TechInnovation Returns To Deliver 2 Days Of Insightful And Engaging Crowdsourcing Opportunities

Monday, September 10th, 2018

[Part 2: Read Part 1 Here!]

In its 7th edition, TechInnovation returns to deliver 2 days of insightful and engaging crowdsourcing opportunities, technology pitching, and productive one-to-one pre-matched meetings. With innovative tech and new partners in the pipeline, the 2018 edition is brimming with fresh opportunities for its participants.

Ahead of the event, APFI speaks to 2 participating companies, Anquan and Bountifood, to understand what makes them stand out in the open market.

Bountifood spokesperson: Barnabas Chan, Managing Director, Bountifood Pte Ltd

  • What makes Bountifood different from other ingredient manufacturers? How does the Asian market differ from other international markets? Do consumers want different types of functional foods?

The team who founded Bountifood are senior executives from the pharmaceutical industry and medical doctors. We saw a trend that where consumers want to get healthy by eating the right kind of food and not popping supplement pills. Our companies’ vision is to lower diet related diseases significantly through advanced food technology, making what we eat healthy and functional while not affecting the taste and texture of the food products.


What sets us apart from other ingredient companies are that while we are a food ingredient company, our primary service to our customer is in food reformulation and contract R&D work. We deal with the client’s problem statement specifically, firstly with our knowledge in food science, then with our functional ingredients. In food, taste and texture is paramount. One of our clients came to us wanting to have a healthy bread, we helped them develop a range of bread products with our CarboLightTM, a natural polyphenol, that when added to starch, slows down digestion of starch significantly. Another client wanted a healthy noodle, our team worked with them to develop a product using ResiStarchTM, our flour which is high in resistant starch. The texture, taste and most importantly, pricing was right.


We owned platform technologies which could improve ingredients to create a solution for current problems. We sell rice and pea proteins, but are cognizant that one of the main issues of plant protein is its texture which leaves a gritty sensation in the throat. We use our platform technology to modify the surface of these proteins to produce products that have no gritty texture. We use nanoparticle technology to create nano-curcumin which makes non-soluble superfood ingredients easily dispersible in water. We create nano-salt which reduces salt intake as saltiness is felt the moment nano-salt touches the taste buds. We are constantly creating new solutions for our clients using our platform technologies.

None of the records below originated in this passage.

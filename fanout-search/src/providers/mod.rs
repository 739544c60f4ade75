//! Search provider backends.
//!
//! Each module provides a struct implementing [`crate::provider::SearchProvider`]
//! for one backend, plus a pure parsing function that can be tested against
//! canned responses.

pub mod bing;
pub mod duckduckgo;
pub mod google;

pub use bing::BingProvider;
pub use duckduckgo::DuckDuckGoProvider;
pub use google::GoogleProvider;

use crate::error::ProviderFailure;
use crate::types::ProviderName;

/// Longest slice of an unparseable error body carried into a failure detail.
const MAX_ERROR_BODY_CHARS: usize = 200;

/// Classify a non-success HTTP status.
///
/// 429 means the backend is throttling us; everything else is the backend
/// reporting an error. `message` is the backend's own explanation when the
/// body could be parsed.
pub(crate) fn status_failure(
    provider: ProviderName,
    status: reqwest::StatusCode,
    message: Option<String>,
) -> ProviderFailure {
    let detail = match message {
        Some(msg) if !msg.trim().is_empty() => format!("HTTP {}: {}", status.as_u16(), msg.trim()),
        _ => format!("HTTP {}", status.as_u16()),
    };
    if status == reqwest::StatusCode::TOO_MANY_REQUESTS {
        ProviderFailure::rate_limited(provider, detail)
    } else {
        ProviderFailure::provider_error(provider, detail)
    }
}

/// Shorten a raw response body for inclusion in a failure detail.
pub(crate) fn excerpt(body: &str) -> String {
    let trimmed = body.trim();
    match trimmed.char_indices().nth(MAX_ERROR_BODY_CHARS) {
        Some((idx, _)) => format!("{}...", &trimmed[..idx]),
        None => trimmed.to_owned(),
    }
}

/// Collapse runs of whitespace and trim.
pub(crate) fn clean_text(raw: &str) -> String {
    raw.split_whitespace().collect::<Vec<_>>().join(" ")
}

#[cfg(test)]
mod tests {
    use super::*;
    use crate::error::FailureKind;
    use reqwest::StatusCode;

    #[test]
    fn too_many_requests_is_rate_limited() {
        let failure = status_failure(ProviderName::Bing, StatusCode::TOO_MANY_REQUESTS, None);
        assert_eq!(failure.kind, FailureKind::RateLimited);
        assert_eq!(failure.detail, "HTTP 429");
    }

    #[test]
    fn other_statuses_are_provider_errors() {
        let failure = status_failure(
            ProviderName::Google,
            StatusCode::FORBIDDEN,
            Some("API key not valid".into()),
        );
        assert_eq!(failure.kind, FailureKind::ProviderError);
        assert_eq!(failure.detail, "HTTP 403: API key not valid");
    }

    #[test]
    fn excerpt_truncates_long_bodies() {
        let body = "x".repeat(500);
        let short = excerpt(&body);
        assert_eq!(short.len(), MAX_ERROR_BODY_CHARS + 3);
        assert!(short.ends_with("..."));
        assert_eq!(excerpt("  short  "), "short");
    }

    #[test]
    fn clean_text_collapses_whitespace() {
        assert_eq!(clean_text("  a \n\t b   c "), "a b c");
    }
}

We put science behind the claims to our ingredients. All our branded ingredients are backed by a substantial amount of scientific studies before they are launched. Each of our product claims are legitimate claims backed by published data. The brand of our ingredients guarantees the safety and quality of the product in the minds of the consumers. The branding also guarantees that every claim behind our functional ingredient is backed up by solid science in published scientific journals.

Health and functional food in general are increasing in popularity. However, each market is unique in their needs.


For example, the Asian market has strong demand for whitening products which are not as popular in the western world. The Japanese has very high specifications on ingredients which may not be required by the Western market. Most economies in SEA have been on a learning curve for functional ingredients, but with significant increase in middle-income consumers, this market is the next big thing. The Asian market is unique, I must say that until today manufacturers are still using their western tastes and culture in the Asian market. Food is a sacred thing here in Asia, and taste is paramount. Although there may be great function in the food product, if it does not suit the taste and habits of the Asian consumers, it will not serve its purpose as no one will be buying it. We at Bountifood understand the Asian consumers and we are creating food that will appeal to them. We are Asians, we are food scientists.


About Bountifood:

Bountifood is an Advanced Food Technology company that develops and manufactures healthy and functional food ingredients. We work with clients in food reformulation and contract R&D for functional, healthy and innovative food products. We use advanced knowledge in food technology to create products which are functional and do not compromise on tastiness and great texture. We currently have products to reduce starch digestibility, a sugar that tastes and cooks like cane sugar but has only 10 percent calorie value and no impact on glucose level as well as a nano-particle salt which reduces overall salt intake.